Sometimes I see something blast from the past, especially if I haven’t seen it before, and I have to have it. This is one of those models. I think it must be 2012 or even earlier since Jet-X produced anything, and this 2008 model is typical of their range, often the sort of aircraft nobody else would ever do, a little bit niche, but always welcome if you wanted something different. On top of that they were usually fairly good. How we could do with a new Jet-X now!
MNG Airlines was set up in Istanbul, Turkey back in 1997, principally to move cargo. It soon went into passengers but by 2006 it dropped passenger operations and concentrated on cargo. With Turkey one of the few countries that escaped the recession – indeed it positively profited from it, quality low cost clothing product being a big earner globally in depressed markets. Cargo boomed when global cargo went into a slide that it still hasn’t recovered from. Indeed the slow down in Chinese economic growth has reversed even small gains made recently.
The airline actually won an award from Airbus for 100% reliability on A300’s! No mean achievement as most are far from being in their prime.
What’s so special about this model? The bright yellow and blue livery for one, adds a touch of welcome colour to a sea of white. But there are other benefits too. It actually comes with an MNG 1:400 truck and a chrome, MNG engraved stand. Now I haven’t taken the stand out of its unopened wrappers, but the truck, well I had to.
The aircraft itself was built in 1983 and delivered to Korean Air as HL7278 (as an A300C3-203, later converted to the A300F4-203) , and sold to Cargo MNG in 2000, painted in these yellow and blue Danzas colours for whom MNG operated cargo contracts. The aircraft was named Ibrahim Tanyelli.
The colours were removed in early 2011 and the aircraft became N277EF owned by Wells Fargo Bank NorthWest, by October 2011 she was transferred to GCS Cargo as EK30277 owned by Skiva Air, then transferred again as EY-647 for Kation Air, then again in June 2012 as 4L-ABI for Georgian Star International, for whom she still operates out of Tbilisi. 32 years old and still going strong, it says a lot about the quality of the A300 air frame.
The A300 was never a pretty aircraft – the wings especially always looked inelegant, but the quality of this model is pretty high. It puts Phoenix and their rubbish of late to utter shame. Everything is extraordinarily neat and tidy, with crisp graphics and nice detail, no blurring, marks or other distractions. All the detail seems to be there and it’s impossible to complain about it. This is 2008 and they were making better models then than Phoenix can manage with all their technology and advances since then. The reinforcing bar on the rear roof is just a line print, but at least the intent to include has been made. It has to be said the AeroClassics mould is a better one in this respect.
2)Wings and landing gear
This does use the pretty standard cradle wing system and it’s not ideal, but it’s fitted with accuracy and precision. The wings look so dated when we’ve become used to these carbon-polymer creations and aerodynamic refinements, but they do the job and look accurate. The upper surfaces are actually remarkably neat and beautifully detailed without becoming the eyesore Phoenix produced recently, for the split-scimitars on the Thomson 738.
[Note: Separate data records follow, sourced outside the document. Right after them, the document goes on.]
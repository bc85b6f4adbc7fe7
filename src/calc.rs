use crate::config::{GradingConfig, GRADE_DECIMALS};
use crate::error::{LifecycleError, Result};
use crate::model::{Band, EvaluationType, GradingNature};
use rusqlite::{Connection, OptionalExtension};
use serde::Serialize;
use serde_json::json;
use std::collections::HashMap;

const WEIGHT_TOTAL: f64 = 100.0;
const WEIGHT_EPSILON: f64 = 1e-9;

/// Half-up rounding to [`GRADE_DECIMALS`] places: `Int(100*x + 0.5) / 100`.
pub fn round_off_2_decimals(x: f64) -> f64 {
    let scale = 10_f64.powi(GRADE_DECIMALS);
    ((scale * x) + 0.5).floor() / scale
}

#[derive(Debug, Clone, Copy, PartialEq, Serialize)]
pub struct Weights {
    pub insumos: f64,
    pub proyecto: f64,
    pub examen: f64,
}

impl Weights {
    pub fn get(&self, t: EvaluationType) -> f64 {
        match t {
            EvaluationType::Insumos => self.insumos,
            EvaluationType::Proyecto => self.proyecto,
            EvaluationType::Examen => self.examen,
        }
    }

    pub fn total(&self) -> f64 {
        self.insumos + self.proyecto + self.examen
    }

    /// Never normalizes: a triple that does not add up to 100 blocks aggregation.
    pub fn validate(&self) -> Result<()> {
        let out_of_range: Vec<&str> = EvaluationType::ALL
            .iter()
            .filter(|t| !(0.0..=WEIGHT_TOTAL).contains(&self.get(**t)))
            .map(|t| t.as_str())
            .collect();
        if !out_of_range.is_empty() || (self.total() - WEIGHT_TOTAL).abs() > WEIGHT_EPSILON {
            return Err(LifecycleError::Configuration {
                message: format!(
                    "evaluation weights must each be within 0..=100 and sum to 100 (got {})",
                    self.total()
                ),
                details: json!({
                    "weights": self,
                    "total": self.total(),
                    "outOfRange": out_of_range,
                }),
            });
        }
        Ok(())
    }
}

/// Raw scores for one (student, offering, trimester).
#[derive(Debug, Clone, Default, PartialEq)]
pub struct PairScores {
    pub insumos: Vec<f64>,
    pub proyecto: Vec<f64>,
    pub examen: Vec<f64>,
    pub qualitative: Option<Band>,
}

impl PairScores {
    pub fn component(&self, t: EvaluationType) -> &[f64] {
        match t {
            EvaluationType::Insumos => &self.insumos,
            EvaluationType::Proyecto => &self.proyecto,
            EvaluationType::Examen => &self.examen,
        }
    }

    fn push(&mut self, t: EvaluationType, v: f64) {
        match t {
            EvaluationType::Insumos => self.insumos.push(v),
            EvaluationType::Proyecto => self.proyecto.push(v),
            EvaluationType::Examen => self.examen.push(v),
        }
    }
}

#[derive(Debug, Clone, Default, PartialEq, Serialize)]
#[serde(rename_all = "camelCase")]
pub struct TrimesterAverage {
    pub promedio_insumos: Option<f64>,
    pub ponderado_insumos: Option<f64>,
    pub nota_proyecto: Option<f64>,
    pub ponderado_proyecto: Option<f64>,
    pub nota_examen: Option<f64>,
    pub ponderado_examen: Option<f64>,
    pub nota_final_trimestre: Option<f64>,
    pub cualitativa: Option<Band>,
}

impl TrimesterAverage {
    pub fn ponderado(&self, t: EvaluationType) -> Option<f64> {
        match t {
            EvaluationType::Insumos => self.ponderado_insumos,
            EvaluationType::Proyecto => self.ponderado_proyecto,
            EvaluationType::Examen => self.ponderado_examen,
        }
    }

    pub fn missing_components(&self) -> Vec<EvaluationType> {
        EvaluationType::ALL
            .iter()
            .copied()
            .filter(|t| self.ponderado(*t).is_none())
            .collect()
    }
}

/// `None` when there are no scores; an empty component is never zero.
pub fn component_average(scores: &[f64]) -> Option<f64> {
    if scores.is_empty() {
        return None;
    }
    let sum: f64 = scores.iter().sum();
    Some(round_off_2_decimals(sum / scores.len() as f64))
}

pub fn band_for(nota: f64, cfg: &GradingConfig) -> Band {
    if nota >= cfg.band_da_min {
        Band::Da
    } else if nota >= cfg.band_aa_min {
        Band::Aa
    } else if nota >= cfg.band_pa_min {
        Band::Pa
    } else {
        Band::Na
    }
}

pub fn quantitative_average(
    scores: &PairScores,
    weights: &Weights,
    cfg: &GradingConfig,
) -> Result<TrimesterAverage> {
    weights.validate()?;

    let promedio = |t: EvaluationType| component_average(scores.component(t));
    let ponderar = |p: Option<f64>, t: EvaluationType| {
        p.map(|v| round_off_2_decimals(v * (weights.get(t) / WEIGHT_TOTAL)))
    };

    let promedio_insumos = promedio(EvaluationType::Insumos);
    let nota_proyecto = promedio(EvaluationType::Proyecto);
    let nota_examen = promedio(EvaluationType::Examen);
    let ponderado_insumos = ponderar(promedio_insumos, EvaluationType::Insumos);
    let ponderado_proyecto = ponderar(nota_proyecto, EvaluationType::Proyecto);
    let ponderado_examen = ponderar(nota_examen, EvaluationType::Examen);

    let nota_final_trimestre = match (ponderado_insumos, ponderado_proyecto, ponderado_examen) {
        (Some(a), Some(b), Some(c)) => Some(round_off_2_decimals(a + b + c)),
        _ => None,
    };

    Ok(TrimesterAverage {
        promedio_insumos,
        ponderado_insumos,
        nota_proyecto,
        ponderado_proyecto,
        nota_examen,
        ponderado_examen,
        nota_final_trimestre,
        cualitativa: nota_final_trimestre.map(|n| band_for(n, cfg)),
    })
}

pub fn pair_average(
    nature: GradingNature,
    scores: &PairScores,
    weights: &Weights,
    cfg: &GradingConfig,
) -> Result<TrimesterAverage> {
    match nature {
        GradingNature::Quantitative => quantitative_average(scores, weights, cfg),
        GradingNature::Qualitative => Ok(TrimesterAverage {
            cualitativa: scores.qualitative,
            ..TrimesterAverage::default()
        }),
    }
}

pub fn is_complete(nature: GradingNature, avg: &TrimesterAverage) -> bool {
    match nature {
        GradingNature::Quantitative => avg.nota_final_trimestre.is_some(),
        GradingNature::Qualitative => avg.cualitativa.is_some(),
    }
}

/// Mean of the trimester finals; any missing trimester leaves the year without an average.
pub fn annual_average(finals: &[Option<f64>]) -> Option<f64> {
    if finals.is_empty() {
        return None;
    }
    let present: Option<Vec<f64>> = finals.iter().copied().collect();
    let present = present?;
    Some(round_off_2_decimals(
        present.iter().sum::<f64>() / present.len() as f64,
    ))
}

pub fn mean_ignoring_nulls<I>(values: I) -> Option<f64>
where
    I: IntoIterator<Item = Option<f64>>,
{
    let mut sum = 0.0_f64;
    let mut count = 0_usize;
    for v in values.into_iter().flatten() {
        sum += v;
        count += 1;
    }
    if count == 0 {
        None
    } else {
        Some(round_off_2_decimals(sum / count as f64))
    }
}

/// The course-level PROMEDIOS row: column-wise mean of the per-student rows.
pub fn promedios_row(rows: &[TrimesterAverage], cfg: &GradingConfig) -> TrimesterAverage {
    let col = |f: fn(&TrimesterAverage) -> Option<f64>| mean_ignoring_nulls(rows.iter().map(f));
    let nota_final_trimestre = col(|r| r.nota_final_trimestre);
    TrimesterAverage {
        promedio_insumos: col(|r| r.promedio_insumos),
        ponderado_insumos: col(|r| r.ponderado_insumos),
        nota_proyecto: col(|r| r.nota_proyecto),
        ponderado_proyecto: col(|r| r.ponderado_proyecto),
        nota_examen: col(|r| r.nota_examen),
        ponderado_examen: col(|r| r.ponderado_examen),
        nota_final_trimestre,
        cualitativa: nota_final_trimestre.map(|n| band_for(n, cfg)),
    }
}

// ---------------------------------------------------------------------------
// Loaders. Every aggregation re-derives from grade_scores; nothing is patched
// incrementally.

#[derive(Debug, Clone, Serialize)]
#[serde(rename_all = "camelCase")]
pub struct ScopePair {
    pub offering_id: String,
    pub subject_name: String,
    pub nature: GradingNature,
    pub section_id: String,
    pub section_name: String,
    pub is_final_year: bool,
    pub teacher_id: Option<String>,
    pub teacher_name: Option<String>,
    pub student_id: String,
    pub student_name: String,
}

pub fn load_weights(conn: &Connection, period_id: &str) -> Result<Weights> {
    let row: Option<(f64, f64, f64)> = conn
        .query_row(
            "SELECT insumos, proyecto, examen FROM evaluation_weights WHERE period_id = ?",
            [period_id],
            |r| Ok((r.get(0)?, r.get(1)?, r.get(2)?)),
        )
        .optional()?;
    let Some((insumos, proyecto, examen)) = row else {
        return Err(LifecycleError::Configuration {
            message: "evaluation weights are not configured for this period".to_string(),
            details: json!({ "periodId": period_id }),
        });
    };
    Ok(Weights {
        insumos,
        proyecto,
        examen,
    })
}

#[derive(Debug, Clone, Copy, PartialEq, Eq)]
pub enum ScopeMode {
    /// ACTIVO offerings and sections, ACTIVO enrollments.
    Open,
    /// After the period closed: everything that ended FINALIZADO as well.
    Closed,
}

/// Every (offering, enrolled student) pair of a period, in teacher / subject /
/// student order.
pub fn load_scope(conn: &Connection, period_id: &str, mode: ScopeMode) -> Result<Vec<ScopePair>> {
    let filter = match mode {
        ScopeMode::Open => "AND o.estado = 'ACTIVO' AND cs.estado = 'ACTIVO' AND e.estado = 'ACTIVO'",
        ScopeMode::Closed => "AND e.estado IN ('ACTIVO', 'FINALIZADO')",
    };
    let sql = format!(
        "SELECT o.id, o.subject_name, o.nature, cs.id, cs.name, cs.is_final_year,
                t.id, t.display_name, s.id, s.last_name, s.first_name
         FROM subject_offerings o
         JOIN course_sections cs ON cs.id = o.section_id
         JOIN enrollments e ON e.section_id = cs.id AND e.period_id = o.period_id
         JOIN students s ON s.id = e.student_id
         LEFT JOIN teachers t ON t.id = o.teacher_id
         WHERE o.period_id = ? {}
         ORDER BY t.display_name, o.subject_name, cs.name, s.last_name, s.first_name",
        filter
    );
    let mut stmt = conn.prepare(&sql)?;
    let rows = stmt
        .query_map([period_id], |r| {
            let last: String = r.get(9)?;
            let first: String = r.get(10)?;
            Ok((
                r.get::<_, String>(2)?,
                ScopePair {
                    offering_id: r.get(0)?,
                    subject_name: r.get(1)?,
                    nature: GradingNature::Quantitative,
                    section_id: r.get(3)?,
                    section_name: r.get(4)?,
                    is_final_year: r.get::<_, i64>(5)? != 0,
                    teacher_id: r.get(6)?,
                    teacher_name: r.get(7)?,
                    student_id: r.get(8)?,
                    student_name: format!("{}, {}", last, first),
                },
            ))
        })?
        .collect::<std::result::Result<Vec<_>, _>>()?;
    rows.into_iter()
        .map(|(code, pair)| {
            Ok(ScopePair {
                nature: parse_nature(&code)?,
                ..pair
            })
        })
        .collect()
}

pub fn parse_nature(code: &str) -> Result<GradingNature> {
    GradingNature::parse(code)
        .ok_or_else(|| LifecycleError::BadParams(format!("unknown offering nature: {}", code)))
}

/// All scores of one trimester keyed by (offering_id, student_id).
pub fn load_trimester_scores(
    conn: &Connection,
    trimester_id: &str,
) -> Result<HashMap<(String, String), PairScores>> {
    let mut stmt = conn.prepare(
        "SELECT offering_id, student_id, evaluation_type, score, qualitative
         FROM grade_scores
         WHERE trimester_id = ?
         ORDER BY recorded_at, rowid",
    )?;
    let rows = stmt.query_map([trimester_id], |r| {
        Ok((
            r.get::<_, String>(0)?,
            r.get::<_, String>(1)?,
            r.get::<_, Option<String>>(2)?,
            r.get::<_, Option<f64>>(3)?,
            r.get::<_, Option<String>>(4)?,
        ))
    })?;

    let mut out: HashMap<(String, String), PairScores> = HashMap::new();
    for row in rows {
        let (offering_id, student_id, eval_type, score, qualitative) = row?;
        let entry = out.entry((offering_id, student_id)).or_default();
        if let Some(band) = qualitative.as_deref().and_then(Band::parse) {
            // Latest letter wins.
            entry.qualitative = Some(band);
            continue;
        }
        if let (Some(t), Some(v)) = (eval_type.as_deref().and_then(EvaluationType::parse), score) {
            entry.push(t, v);
        }
    }
    Ok(out)
}

pub fn load_pair_scores(
    conn: &Connection,
    offering_id: &str,
    student_id: &str,
    trimester_id: &str,
) -> Result<PairScores> {
    let key = (offering_id.to_string(), student_id.to_string());
    Ok(load_trimester_scores(conn, trimester_id)?
        .remove(&key)
        .unwrap_or_default())
}

/// Trimester ids of a period ordered by ordinal.
pub fn period_trimester_ids(conn: &Connection, period_id: &str) -> Result<Vec<String>> {
    let mut stmt =
        conn.prepare("SELECT id FROM trimesters WHERE period_id = ? ORDER BY ordinal")?;
    let ids = stmt
        .query_map([period_id], |r| r.get::<_, String>(0))?
        .collect::<std::result::Result<Vec<_>, _>>()?;
    Ok(ids)
}

#[derive(Debug, Clone, Serialize)]
#[serde(rename_all = "camelCase")]
pub struct AnnualRow {
    #[serde(flatten)]
    pub pair: ScopePair,
    pub trimester_finals: Vec<Option<f64>>,
    pub annual_average: Option<f64>,
    pub qualitative: Option<Band>,
}

/// Annual averages for every pair in the period, re-derived from raw scores.
pub fn period_annual_averages(
    conn: &Connection,
    period_id: &str,
    mode: ScopeMode,
    cfg: &GradingConfig,
) -> Result<Vec<AnnualRow>> {
    let weights = load_weights(conn, period_id)?;
    weights.validate()?;
    let scope = load_scope(conn, period_id, mode)?;
    let trimester_ids = period_trimester_ids(conn, period_id)?;
    let mut per_trimester = Vec::with_capacity(trimester_ids.len());
    for id in &trimester_ids {
        per_trimester.push(load_trimester_scores(conn, id)?);
    }

    let empty = PairScores::default();
    let mut out = Vec::with_capacity(scope.len());
    for pair in scope {
        let key = (pair.offering_id.clone(), pair.student_id.clone());
        let mut finals = Vec::with_capacity(per_trimester.len());
        let mut qualitative = None;
        for scores in &per_trimester {
            let s = scores.get(&key).unwrap_or(&empty);
            let avg = pair_average(pair.nature, s, &weights, cfg)?;
            finals.push(avg.nota_final_trimestre);
            if avg.cualitativa.is_some() && pair.nature == GradingNature::Qualitative {
                qualitative = avg.cualitativa;
            }
        }
        let annual = match pair.nature {
            GradingNature::Quantitative => annual_average(&finals),
            GradingNature::Qualitative => None,
        };
        out.push(AnnualRow {
            pair,
            trimester_finals: finals,
            annual_average: annual,
            qualitative,
        });
    }
    Ok(out)
}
The landing gear, in common with all the other manufacturers at the time is pretty rudimentary. A simple black tyre on a spigot, but they all roll and there are no lumps or bumps.
Now when I saw them I was amazed at their quality and detail. especially the paint finish. It quickly dawned that they were in fact plastic. Yet they don’t look it, they just look amazingly metallic, they are beautifully finished and have see-through fans. On engines of this size the level of finesse is extraordinary and the model looses nothing for them being plastic. It makes you wonder why others cannot meet these standards, nearly 8 years on.
4) Nose detail
Simple and effective, issue free.
5) Tail and stabilisers
The only issue with this is a little to much glue on the port stabiliser join, but compared to some of the travesties that have crossed my desk in recent months, it’s a minor issue. Everything else seems excellent.
There are quite a few photographs of this aircraft in this livery; unsurprisingly, it’s a bit different. The colours are an ideal match.
7) Score and conclusion
-2 for the slightly gluey stabiliser, 98%. So why is it Jet-X 8 years ago could make such neat little models and yet to this day almost nobody can meet these standards? Volume production is partly to blame, but then again that’s also no excuse. If you’re making money enough to justify an increase in production, then ensure that the quality rises with it. Forcing x number of people or machines to produce 1000 quality moulds in the time and with the facilities that only really produce 500 is not the way to advance your cause.
These issues are being faced even by the real manufacturers. Airbus is looking at 60 A320’s a month by 2019. Two full, completed, flying ready for delivery aircraft, per day every day of the year. They can’t afford to make mistakes. It would take massively less effort on a huge order of magnitude, for model makers to up their game. Stop thinking about short term profit and think about long term customer satisfaction and retention. That way we get good models and are prepared to pay to keep buying them and you make more money. These principles have always been true so why the hell do you not see it and do it? Why must we always have to experience the same rotten mistakes and not learn from the past?